Heather Horn Sep 27, 2009
Last Wednesday, the Wire covered a theological debate between Andrew Sullivan and Jerry Coyne over the age-old problem of evil. Does the presence of suffering in the world disprove the existence of God? Sullivan said no, and Coyne, yes. Recently, three more contenders--including Russell Blackford, the debate's instigator--have joined Coyne's side, but with but each offering a slightly different take on the flaws of theism.
  • Suffering, Suffering, and More Suffering  Jason Rosenhouse of Evolutionblog agreed with a Daily Dish reader who pointed out that "the argument from evil is based on reason, while Sullivan's answer seems based on faith." Thus, "nothing in these posts ... suggests a well thought-out answer to the question of why an omnipotent, omnibenevolent God allows such ceaseless suffering and pain." Suffering, as Rosenhouse explained in another post, was the sticking point. "Why four billion years of suffering, death and extinction, when God could have created everything ex nihilo precisely as the Bible says He did? Why the riot of awfulness that is evolution by natural selection?" This, remember, is from an evolutionist.
Sullivan thinks we can see some higher purpose to the relentless awfulness of nature and the world generally? ... I can not fathom what it is. As an atheist I explain pain and suffering by the time-worn adage that excrement happens ... Sullivan obviously thinks I have missed something, but I would like a clear statement of what that could be. I still would like to know how I will understand the situation better by making God a part of my considerations.

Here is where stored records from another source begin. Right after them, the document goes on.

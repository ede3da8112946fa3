//! Server -> client messages (spec §4.1).

use super::event::{read_event_list, write_event_list, Event};
use super::primitives::{read_string, read_u16, read_u32, read_u8, write_string, Player, ProtocolError};
use bytes::{BufMut, BytesMut};
use tokio::io::AsyncRead;

#[derive(Debug, Clone, PartialEq, Eq)]
pub struct HelloParams {
    pub server_name: String,
    pub players_count: u8,
    pub size_x: u16,
    pub size_y: u16,
    pub game_length: u16,
    pub explosion_radius: u16,
    pub bomb_timer: u16,
}

#[derive(Debug, Clone, PartialEq, Eq)]
pub enum ServerMessage {
    Hello(HelloParams),
    AcceptedPlayer { player_id: u8, player: Player },
    GameStarted { players: Vec<(u8, Player)> },
    Turn { turn: u16, events: Vec<Event> },
    GameEnded { scores: Vec<(u8, u32)> },
}

const TAG_HELLO: u8 = 0;
const TAG_ACCEPTED_PLAYER: u8 = 1;
const TAG_GAME_STARTED: u8 = 2;
const TAG_TURN: u8 = 3;
const TAG_GAME_ENDED: u8 = 4;

async fn read_player_map<R: AsyncRead + Unpin>(r: &mut R) -> Result<Vec<(u8, Player)>, ProtocolError> {
    let len = read_u32(r).await? as usize;
    let mut out = Vec::with_capacity(len);
    for _ in 0..len {
        let player_id = read_u8(r).await?;
        let player = Player::decode(r).await?;
        out.push((player_id, player));
    }
    Ok(out)
}

fn write_player_map(buf: &mut BytesMut, players: &[(u8, Player)]) {
    buf.put_u32(players.len() as u32);
    for (player_id, player) in players {
        buf.put_u8(*player_id);
        player.encode_into(buf);
    }
}

async fn read_score_map<R: AsyncRead + Unpin>(r: &mut R) -> Result<Vec<(u8, u32)>, ProtocolError> {
    let len = read_u32(r).await? as usize;
    let mut out = Vec::with_capacity(len);
    for _ in 0..len {
        let player_id = read_u8(r).await?;
        let score = read_u32(r).await?;
        out.push((player_id, score));
    }
    Ok(out)
}

fn write_score_map(buf: &mut BytesMut, scores: &[(u8, u32)]) {
    buf.put_u32(scores.len() as u32);
    for (player_id, score) in scores {
        buf.put_u8(*player_id);
        buf.put_u32(*score);
    }
}

impl ServerMessage {
    pub async fn decode<R: AsyncRead + Unpin>(r: &mut R) -> Result<Self, ProtocolError> {
        let tag = read_u8(r).await?;
        match tag {
            TAG_HELLO => {
                let server_name = read_string(r).await?;
                let players_count = read_u8(r).await?;
                let size_x = read_u16(r).await?;
                let size_y = read_u16(r).await?;
                let game_length = read_u16(r).await?;
                let explosion_radius = read_u16(r).await?;
                let bomb_timer = read_u16(r).await?;
                Ok(ServerMessage::Hello(HelloParams {
                    server_name,
                    players_count,
                    size_x,
                    size_y,
                    game_length,
                    explosion_radius,
                    bomb_timer,
                }))
            }
            TAG_ACCEPTED_PLAYER => {
                let player_id = read_u8(r).await?;
                let player = Player::decode(r).await?;
                Ok(ServerMessage::AcceptedPlayer { player_id, player })
            }
            TAG_GAME_STARTED => Ok(ServerMessage::GameStarted { players: read_player_map(r).await? }),
            TAG_TURN => {
                let turn = read_u16(r).await?;
                let events = read_event_list(r).await?;
                Ok(ServerMessage::Turn { turn, events })
            }
            TAG_GAME_ENDED => Ok(ServerMessage::GameEnded { scores: read_score_map(r).await? }),
            other => Err(ProtocolError::UnknownTag { tag: other, context: "ServerMessage" }),
        }
    }

    pub fn encode_into(&self, buf: &mut BytesMut) {
        match self {
            ServerMessage::Hello(params) => {
                buf.put_u8(TAG_HELLO);
                write_string(buf, &params.server_name);
                buf.put_u8(params.players_count);
                buf.put_u16(params.size_x);
                buf.put_u16(params.size_y);
                buf.put_u16(params.game_length);
                buf.put_u16(params.explosion_radius);
                buf.put_u16(params.bomb_timer);
            }
            ServerMessage::AcceptedPlayer { player_id, player } => {
                buf.put_u8(TAG_ACCEPTED_PLAYER);
                buf.put_u8(*player_id);
                player.encode_into(buf);
            }
            ServerMessage::GameStarted { players } => {
                buf.put_u8(TAG_GAME_STARTED);
                write_player_map(buf, players);
            }
            ServerMessage::Turn { turn, events } => {
                buf.put_u8(TAG_TURN);
                buf.put_u16(*turn);
                write_event_list(buf, events);
            }
            ServerMessage::GameEnded { scores } => {
                buf.put_u8(TAG_GAME_ENDED);
                write_score_map(buf, scores);
            }
        }
    }

    pub fn encode(&self) -> BytesMut {
        let mut buf = BytesMut::new();
        self.encode_into(&mut buf);
        buf
    }
}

  • Anthropocentric 'Priestly Vocabulary'  "Andrew Sullivan," began Ophelia Benson Butterflies and Wheels, paraphrasing the opening of John Milton's Paradise Lost, "justifies the ways of god to human beings (though decidedly not to other animals)." She referred to Sullivan's talk of the "unique human capacity" to transcend suffering; "there's some priestly vocabulary that's supposed to make the things sound deep ... but priestly vocabulary is just that, and the sonorities remain just sonorities." Fundamentally, she wrote, though Sullivan went through trying times and emerged triumphant,
[H]e doesn't know it was God that lifted him. He knows that something did ... Leaving people free to think it was god if they wanted to and free to think it was human resilience if they wanted to ... might not sound as poetic, or even as consoling, but it would sound more possible.

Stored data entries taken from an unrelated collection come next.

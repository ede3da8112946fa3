use clap::{ArgAction, Parser};
use robots::client::{self, ClientConfig};
use robots::logger::Logger;
use std::sync::Arc;

/// The "Robots" game client: proxies between the authoritative TCP server
/// and a local UDP GUI endpoint (spec §4.4).
#[derive(Parser, Debug)]
#[command(name = "robots-client", version, about = "Robots game client")]
struct Args {
    /// `host:port` of the game server.
    #[arg(short = 's', long)]
    server_endpoint: String,

    /// `host:port` the GUI listens on.
    #[arg(short = 'g', long)]
    gui_endpoint: String,

    /// Player name sent in `Join` (<=255 bytes).
    #[arg(short = 'n', long)]
    player_name: String,

    /// Local UDP port to bind for GUI traffic.
    #[arg(short = 'p', long)]
    port: u16,

    /// Increase output verbosity (-v verbose, -vv debug, -vvv trace).
    #[arg(short = 'v', long, action = ArgAction::Count)]
    verbose: u8,
}

#[tokio::main(flavor = "current_thread")]
async fn main() {
    let args = Args::parse();
    let logger = Arc::new(Logger::new(args.verbose));

    let config = ClientConfig {
        server_endpoint: args.server_endpoint,
        gui_endpoint: args.gui_endpoint,
        player_name: args.player_name,
        port: args.port,
    };

    if let Err(err) = client::run(config, logger.clone()).await {
        logger.warn(format!("fatal: {err}"));
        std::process::exit(1);
    }
}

  • What's God's Motivation?  Russell Blackford from Metamagician and the Hellfire Club just didn't think things added up. "There is no reason why an omnipotent God had to do things this way, and no plausible reason has ever been given, by Sullivan or anyone else, as to why a loving and benevolent God would be motivated to do so." He suggested Sullivan was attempting to ditch "intellectual rigor" with talk of his own trials.
  • A Reader Responds  "Intellectual rigor?" Asked a Blackford reader named David. "There hasn’t been any on the part of either you or Coyne [the earlier debater]. Again, all you are saying is what Christians already know and what the bible teaches: that God is not 'omnibenevolent'."